Researchers suggest that algorithms should “consider race more explicitly.”

Khari Johnson, an author at Wired wrote that “technology can be used to exclude, control, or oppress people and reinforce historic systems of inequality that predate AI.” He discussed a paper from Big Data & Society to emphasize the role technology plays in racial inequality.

To compensate for these “inequities,” researchers and sociologists suggest that AI models should use critical race theory and intersectionality.

“[T]he authors [in the paper] describe algorithmic reparation as combining intersectionality and reparative practices ‘with the goal of recognizing and rectifying structural inequality,’” Johnson wrote.

The paper suggested that that “reparative algorithms” provide a solution to racial inequities in technology.

“Reparative algorithms prioritize protecting groups that have historically experienced discrimination and directing resources to marginalized communities that often lack the resources to fight powerful interests.”

The paper continued: “Algorithms are animated by data, data comes from people, people make up society, and society is unequal,” the paper reads. “Algorithms thus arc towards existing patterns of power and privilege, marginalization, and disadvantage.”

An example Johnson cited as an area where AI discriminates is mortgage applications. White House Office of Science and Technology Policy adviser Rashida Richardson is publishing a paper on AI’s effect on racial segregation.

“Racial segregation has played a central evolutionary role in the reproduction and amplification of racial stratification in data-driven technologies and applications.

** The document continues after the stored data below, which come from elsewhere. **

use std::time::Duration;

use config::ConfigError;
use serde::Deserialize;
use serde::Serialize;

use crate::Error;
use crate::Result;

/// gRPC transport tuning shared by the server and the client channel.
///
/// `Join` streams live as long as the connection, so the server applies no
/// request timeout to them; `request_timeout_in_ms` only bounds unary calls
/// made by the client.
#[derive(Debug, Serialize, Deserialize, Clone)]
pub struct NetworkConfig {
    /// TCP connect timeout in milliseconds
    #[serde(default = "default_connect_timeout")]
    pub connect_timeout_in_ms: u64,

    /// Client-side deadline for `Publish` in milliseconds
    #[serde(default = "default_request_timeout")]
    pub request_timeout_in_ms: u64,

    /// Max concurrent requests per connection
    #[serde(default = "default_concurrency_limit")]
    pub concurrency_limit: usize,

    /// HTTP2 SETTINGS_MAX_CONCURRENT_STREAMS
    #[serde(default = "default_max_streams")]
    pub max_concurrent_streams: u32,

    /// TCP keepalive in seconds
    #[serde(default = "default_tcp_keepalive")]
    pub tcp_keepalive_in_secs: u64,

    /// HTTP2 keepalive ping interval in seconds
    #[serde(default = "default_h2_keepalive_interval")]
    pub http2_keep_alive_interval_in_secs: u64,

    /// HTTP2 keepalive timeout in seconds
    #[serde(default = "default_h2_keepalive_timeout")]
    pub http2_keep_alive_timeout_in_secs: u64,

    #[serde(default = "default_tcp_nodelay")]
    pub tcp_nodelay: bool,

    /// Gzip on the wire, both directions
    #[serde(default = "default_enable_compression")]
    pub enable_compression: bool,
}

impl Default for NetworkConfig {
    fn default() -> Self {
        Self {
            connect_timeout_in_ms: default_connect_timeout(),
            request_timeout_in_ms: default_request_timeout(),
            concurrency_limit: default_concurrency_limit(),
            max_concurrent_streams: default_max_streams(),
            tcp_keepalive_in_secs: default_tcp_keepalive(),
            http2_keep_alive_interval_in_secs: default_h2_keepalive_interval(),
            http2_keep_alive_timeout_in_secs: default_h2_keepalive_timeout(),
            tcp_nodelay: default_tcp_nodelay(),
            enable_compression: default_enable_compression(),
        }
    }
}

impl NetworkConfig {
    pub fn validate(&self) -> Result<()> {
        if self.connect_timeout_in_ms == 0 {
            return Err(Error::Config(ConfigError::Message(
                "connection timeout must be > 0".into(),
            )));
        }

        if self.request_timeout_in_ms <= self.connect_timeout_in_ms {
            return Err(Error::Config(ConfigError::Message(format!(
                "request timeout {}ms must exceed connect timeout {}ms",
                self.request_timeout_in_ms, self.connect_timeout_in_ms
            ))));
        }

        if self.http2_keep_alive_timeout_in_secs >= self.http2_keep_alive_interval_in_secs {
            return Err(Error::Config(ConfigError::Message(format!(
                "keepalive timeout {}s must be < interval {}s",
                self.http2_keep_alive_timeout_in_secs, self.http2_keep_alive_interval_in_secs
            ))));
        }

        if self.concurrency_limit == 0 || self.max_concurrent_streams == 0 {
            return Err(Error::Config(ConfigError::Message(
                "concurrency_limit and max_concurrent_streams must be > 0".into(),
            )));
        }

        Ok(())
    }

    pub fn connect_timeout(&self) -> Duration {
        Duration::from_millis(self.connect_timeout_in_ms)
    }

    pub fn request_timeout(&self) -> Duration {
        Duration::from_millis(self.request_timeout_in_ms)
    }

    pub fn tcp_keepalive(&self) -> Duration {
        Duration::from_secs(self.tcp_keepalive_in_secs)
    }

    pub fn http2_keep_alive_interval(&self) -> Duration {
        Duration::from_secs(self.http2_keep_alive_interval_in_secs)
    }

    pub fn http2_keep_alive_timeout(&self) -> Duration {
        Duration::from_secs(self.http2_keep_alive_timeout_in_secs)
    }
}

fn default_connect_timeout() -> u64 {
    1000
}
fn default_request_timeout() -> u64 {
    3000
}
fn default_concurrency_limit() -> usize {
    1024
}
fn default_max_streams() -> u32 {
    1024
}
fn default_tcp_keepalive() -> u64 {
    300
}
fn default_h2_keepalive_interval() -> u64 {
    30
}
fn default_h2_keepalive_timeout() -> u64 {
    10
}
fn default_tcp_nodelay() -> bool {
    true
}
fn default_enable_compression() -> bool {
    true
}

Racial segregation also constrains conceptualization of algorithmic bias problems and relevant interventions,” Richardson wrote. “When the impact of racial segregation is ignored, issues of racial inequality appear as naturally occurring phenomena, rather than byproducts of specific policies, practices, social norms, and behaviors.”

Researchers conclude that audits and “algorithmic impact assessments” are a step in regulating algorithms that are “discriminatory.”